The theory, known as modern monetary theory, has drawn rebukes from fiscal conservatives and many Democrats as well.
IMF Managing Director Christine Lagarde, whose institution is tasked with rescuing countries stricken by economic crises, appears to be aligned with critics who consider the theory naive.
"We do not think that the modern monetary theory is actually the panacea," Lagarde said at a news conference during the spring meetings of the IMF and World Bank in Washington.
Lagarde said there might be a few situations in which vastly expanding debt would make sense, such as when a country gets stuck in a deflationary spiral.
"We do not think that any country is, you know, currently in a position where that theory could actually deliver good value in a sustainable way," she said.

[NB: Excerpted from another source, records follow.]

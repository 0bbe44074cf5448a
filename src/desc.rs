//! Software transmit descriptor pools.
//!
//! Each in-flight frame owns exactly one descriptor slot for its whole
//! lifetime. Slot metadata that multiple contexts race on (flags,
//! reference count, recorded status) lives in atomics. The body of the
//! slot is phase-owned: from allocation to hardware enqueue it belongs to
//! the submitting context, afterwards to whichever context observes the
//! reference count hit zero. Only the owning phase may touch the body, so
//! it sits in an `UnsafeCell` without further locking.
//!
//! The free list is an intrusive singly-linked list threaded through the
//! slot bodies, guarded by a blocking mutex so whole chains of completed
//! descriptors can be returned with a single acquisition.

use core::cell::{RefCell, UnsafeCell};

use alloc::{boxed::Box, vec::Vec};
use embassy_sync::blocking_mutex::Mutex;
use macro_bits::{bit, check_bit};
use portable_atomic::{AtomicU8, Ordering};

use crate::{
    hal::{CompletionInfo, TxStatus},
    msdu::NetBuf,
    DefaultRawMutex,
};

/// Slot is out of the free list and carries a frame.
pub(crate) const DESC_FLAG_ALLOCATED: u8 = bit!(0);
/// Slot has been handed to the hardware and awaits completion.
pub(crate) const DESC_FLAG_QUEUED: u8 = bit!(1);

/// How the frame a descriptor carries is to be treated at release time.
#[derive(Clone, Copy, Debug, PartialEq, Eq)]
pub(crate) enum FrameKind {
    /// Regular data frame, buffer freed on release.
    Std,
    /// Non-linear frame with a scatter list attached.
    Sg,
    /// Pre-formed 802.11 frame.
    Raw,
    /// The buffer belongs to the caller and must never be freed here. It
    /// is handed back through the registered completion callback.
    NoFree,
    /// Management frame, completion reported through the callback table
    /// entry for the carried type index.
    Mgmt(u8),
}

/// Phase-owned portion of a descriptor slot.
pub(crate) struct DescBody {
    pub netbuf: Option<NetBuf>,
    pub kind: FrameKind,
    pub vdev_id: u8,
    /// TID the frame was classified into.
    pub tid: u8,
    /// Frame was routed through the firmware.
    pub to_fw: bool,
    /// Index of the attached scatter list, for [`FrameKind::Sg`].
    pub ext_idx: Option<u16>,
    /// Tick at which the frame entered the hardware ring.
    pub enqueue_ticks: u32,
    /// Completion words recorded by the dispatcher before release.
    pub comp: CompletionInfo,
    /// Free list / reaped list link.
    pub next: Option<u16>,
}

impl DescBody {
    const fn empty() -> Self {
        Self {
            netbuf: None,
            kind: FrameKind::Std,
            vdev_id: 0,
            tid: 0,
            to_fw: false,
            ext_idx: None,
            enqueue_ticks: 0,
            comp: CompletionInfo::new(),
            next: None,
        }
    }
}

pub(crate) struct DescSlot {
    flags: AtomicU8,
    ref_cnt: AtomicU8,
    status: AtomicU8,
    body: UnsafeCell<DescBody>,
}

impl DescSlot {
    fn new() -> Self {
        Self {
            flags: AtomicU8::new(0),
            ref_cnt: AtomicU8::new(0),
            status: AtomicU8::new(TxStatus::Ok.into_bits()),
            body: UnsafeCell::new(DescBody::empty()),
        }
    }

    pub(crate) fn set_flags(&self, flags: u8) {
        self.flags.fetch_or(flags, Ordering::Release);
    }
    pub(crate) fn clear_flags(&self, flags: u8) {
        self.flags.fetch_and(!flags, Ordering::Release);
    }
    pub(crate) fn has_flag(&self, flag: u8) -> bool {
        check_bit!(self.flags.load(Ordering::Acquire), flag)
    }

    /// Arms the reference count for a fresh submission. Two references for
    /// the dual-signal path, one for single-completion paths.
    pub(crate) fn ref_init(&self, refs: u8) {
        self.ref_cnt.store(refs, Ordering::Release);
    }
    /// Drops one reference, returns whether this was the last one.
    pub(crate) fn ref_dec_and_test(&self) -> bool {
        self.ref_cnt.fetch_sub(1, Ordering::AcqRel) == 1
    }
    /// Forces the count to zero, for error paths that bypass the second
    /// signal.
    pub(crate) fn ref_clear(&self) {
        self.ref_cnt.store(0, Ordering::Release);
    }
    pub(crate) fn refs(&self) -> u8 {
        self.ref_cnt.load(Ordering::Acquire)
    }

    pub(crate) fn record_status(&self, status: TxStatus) {
        self.status.store(status.into_bits(), Ordering::Release);
    }
    pub(crate) fn status(&self) -> TxStatus {
        TxStatus::from_bits(self.status.load(Ordering::Acquire))
    }

    /// Mutable access to the phase-owned body.
    ///
    /// # Safety
    /// The caller must be the current phase owner of the slot: the
    /// allocating context before the slot is queued, or the context that
    /// observed [`Self::ref_dec_and_test`] return `true` afterwards.
    #[allow(clippy::mut_from_ref)]
    pub(crate) unsafe fn body(&self) -> &mut DescBody {
        &mut *self.body.get()
    }
}

struct FreeList {
    head: Option<u16>,
    num_free: u16,
}

pub(crate) struct TxDescPool {
    pool_id: u8,
    slots: Box<[DescSlot]>,
    free: Mutex<DefaultRawMutex, RefCell<FreeList>>,
}

// SAFETY: Shared slot metadata is atomic, bodies follow the phase
// ownership rule documented on DescSlot::body, and the free list is behind
// a mutex.
unsafe impl Sync for TxDescPool {}
unsafe impl Send for TxDescPool {}

impl TxDescPool {
    pub(crate) fn new(pool_id: u8, size: u16) -> Self {
        let slots = (0..size).map(|_| DescSlot::new()).collect::<Vec<_>>();
        let pool = Self {
            pool_id,
            slots: slots.into_boxed_slice(),
            free: Mutex::new(RefCell::new(FreeList {
                head: None,
                num_free: 0,
            })),
        };
        // Thread the initial free list in slot order.
        for offset in 0..size {
            // SAFETY: Nothing else can reference the pool yet.
            unsafe { pool.slot_unchecked(offset).body().next = offset.checked_add(1).filter(|n| *n < size) };
        }
        pool.free.lock(|free| {
            let mut free = free.borrow_mut();
            free.head = if size > 0 { Some(0) } else { None };
            free.num_free = size;
        });
        pool
    }

    pub(crate) fn pool_id(&self) -> u8 {
        self.pool_id
    }
    pub(crate) fn size(&self) -> u16 {
        self.slots.len() as u16
    }
    pub(crate) fn num_free(&self) -> u16 {
        self.free.lock(|free| free.borrow().num_free)
    }

    fn slot_unchecked(&self, offset: u16) -> &DescSlot {
        &self.slots[offset as usize]
    }

    /// Slot lookup with the offset validated against the pool size. An out
    /// of range offset means a corrupted descriptor ID, which is fatal.
    pub(crate) fn slot(&self, offset: u16) -> &DescSlot {
        assert!(
            (offset as usize) < self.slots.len(),
            "tx desc offset {} out of range for pool {}",
            offset,
            self.pool_id
        );
        self.slot_unchecked(offset)
    }

    /// Takes a slot off the free list. The returned slot has its allocated
    /// flag set, zero references and a cleared body.
    pub(crate) fn alloc(&self) -> Option<u16> {
        let offset = self.free.lock(|free| {
            let mut free = free.borrow_mut();
            let offset = free.head?;
            let slot = self.slot_unchecked(offset);
            // SAFETY: Free slots are owned by the free list, which we hold
            // the lock for.
            free.head = unsafe { slot.body().next.take() };
            free.num_free -= 1;
            Some(offset)
        })?;
        let slot = self.slot_unchecked(offset);
        slot.set_flags(DESC_FLAG_ALLOCATED);
        slot.ref_clear();
        slot.record_status(TxStatus::Ok);
        Some(offset)
    }

    /// Returns one slot to the free list.
    pub(crate) fn free(&self, offset: u16) {
        self.free_chain(offset, offset, 1);
    }

    /// Returns a linked chain of slots under a single lock acquisition.
    /// The chain runs from `head` to `tail` through the body `next` links
    /// and must contain exactly `count` slots.
    pub(crate) fn free_chain(&self, head: u16, tail: u16, count: u16) {
        debug_assert!(count > 0);
        let mut offset = head;
        loop {
            let slot = self.slot(offset);
            debug_assert!(slot.has_flag(DESC_FLAG_ALLOCATED));
            debug_assert_eq!(slot.refs(), 0);
            slot.clear_flags(DESC_FLAG_ALLOCATED | DESC_FLAG_QUEUED);
            if offset == tail {
                break;
            }
            // SAFETY: Completed slots in the chain are owned by the
            // freeing context.
            match unsafe { slot.body().next } {
                Some(next) => offset = next,
                None => {
                    debug_assert!(false, "tx desc chain shorter than advertised");
                    break;
                }
            }
        }
        self.free.lock(|free| {
            let mut free = free.borrow_mut();
            // SAFETY: As above, the tail slot is owned by us until it is
            // linked back into the list.
            unsafe { self.slot_unchecked(tail).body().next = free.head };
            free.head = Some(head);
            free.num_free += count;
        });
    }
}

/// A scatter list handed to the device for non-linear frames.
#[derive(Clone, Copy, Debug, Default, PartialEq, Eq)]
pub(crate) struct ScatterElem {
    pub addr: u64,
    pub len: u16,
}

#[derive(Clone, Copy, Debug, Default)]
pub(crate) struct ExtDesc {
    pub elems: [ScatterElem; crate::msdu::MAX_FRAGS],
    pub num: u8,
}

struct ExtPoolInner {
    descs: Box<[ExtDesc]>,
    free: Vec<u16>,
}

/// Pool of extension descriptors carrying scatter lists. Allocation is
/// rarer and never happens from the hot completion path, so a plain
/// mutex-guarded stack is enough here.
pub(crate) struct ExtDescPool {
    inner: Mutex<DefaultRawMutex, RefCell<ExtPoolInner>>,
}

impl ExtDescPool {
    pub(crate) fn new(size: u16) -> Self {
        Self {
            inner: Mutex::new(RefCell::new(ExtPoolInner {
                descs: alloc::vec![ExtDesc::default(); size as usize].into_boxed_slice(),
                free: (0..size).rev().collect(),
            })),
        }
    }

    pub(crate) fn alloc(&self, elems: &[ScatterElem]) -> Option<u16> {
        self.inner.lock(|inner| {
            let mut inner = inner.borrow_mut();
            let idx = inner.free.pop()?;
            let desc = &mut inner.descs[idx as usize];
            desc.num = elems.len() as u8;
            desc.elems = Default::default();
            desc.elems[..elems.len()].copy_from_slice(elems);
            Some(idx)
        })
    }

    pub(crate) fn get(&self, idx: u16) -> ExtDesc {
        self.inner.lock(|inner| inner.borrow().descs[idx as usize])
    }

    pub(crate) fn free(&self, idx: u16) {
        self.inner.lock(|inner| inner.borrow_mut().free.push(idx));
    }

    pub(crate) fn num_free(&self) -> u16 {
        self.inner.lock(|inner| inner.borrow().free.len() as u16)
    }
}

#[cfg(test)]
mod tests {
    use super::*;

    #[test]
    fn alloc_to_exhaustion_and_back() {
        let pool = TxDescPool::new(0, 4);
        assert_eq!(pool.num_free(), 4);
        let mut offsets = Vec::new();
        while let Some(offset) = pool.alloc() {
            assert!(!offsets.contains(&offset));
            offsets.push(offset);
        }
        assert_eq!(offsets.len(), 4);
        assert_eq!(pool.num_free(), 0);
        for offset in offsets {
            pool.free(offset);
        }
        assert_eq!(pool.num_free(), 4);
    }

    #[test]
    fn freed_slots_are_reusable() {
        let pool = TxDescPool::new(0, 2);
        let a = pool.alloc().unwrap();
        pool.free(a);
        let b = pool.alloc().unwrap();
        assert_eq!(a, b);
        assert!(pool.slot(b).has_flag(DESC_FLAG_ALLOCATED));
    }

    #[test]
    fn free_chain_returns_all_slots_at_once() {
        let pool = TxDescPool::new(0, 8);
        let offsets: Vec<_> = (0..5).map(|_| pool.alloc().unwrap()).collect();
        for pair in offsets.windows(2) {
            unsafe { pool.slot(pair[0]).body().next = Some(pair[1]) };
        }
        unsafe { pool.slot(offsets[4]).body().next = None };
        pool.free_chain(offsets[0], offsets[4], 5);
        assert_eq!(pool.num_free(), 8);
    }

    #[test]
    fn refcount_dec_and_test() {
        let pool = TxDescPool::new(0, 1);
        let offset = pool.alloc().unwrap();
        let slot = pool.slot(offset);
        slot.ref_init(2);
        assert!(!slot.ref_dec_and_test());
        assert!(slot.ref_dec_and_test());
    }

    #[test]
    fn ext_pool_roundtrip() {
        let pool = ExtDescPool::new(2);
        let elems = [
            ScatterElem { addr: 0x1000, len: 64 },
            ScatterElem { addr: 0x2000, len: 128 },
        ];
        let idx = pool.alloc(&elems).unwrap();
        let desc = pool.get(idx);
        assert_eq!(desc.num, 2);
        assert_eq!(desc.elems[1].len, 128);
        pool.free(idx);
        assert_eq!(pool.num_free(), 2);
    }
}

Conventional economists across America's political spectrum argue the country is already on an unsustainable fiscal path with $22 trillion in outstanding federal debt and chronic deficits driven by social welfare programs.
Proponents of modern monetary theory hold that the U.S. government's monopoly over dollar issuance - the printing press - gives it the power to spend as much as needed to meet the full employment and inflation mandates currently tasked to the country's central bank.
IMF chief economist Gita Gopinath said the U.S. dollar's dominant role in global finance might make it possible for Washington to ramp up spending without immediately driving interest rates higher.
But she said America's growing spending commitments could eventually cause credit problems and that printing gobs of money to finance deficits could be disastrous.
"Very large amounts of it tend to be inflationary and they typically land countries into a crisis situation," Gopinath said in an interview with Reuters.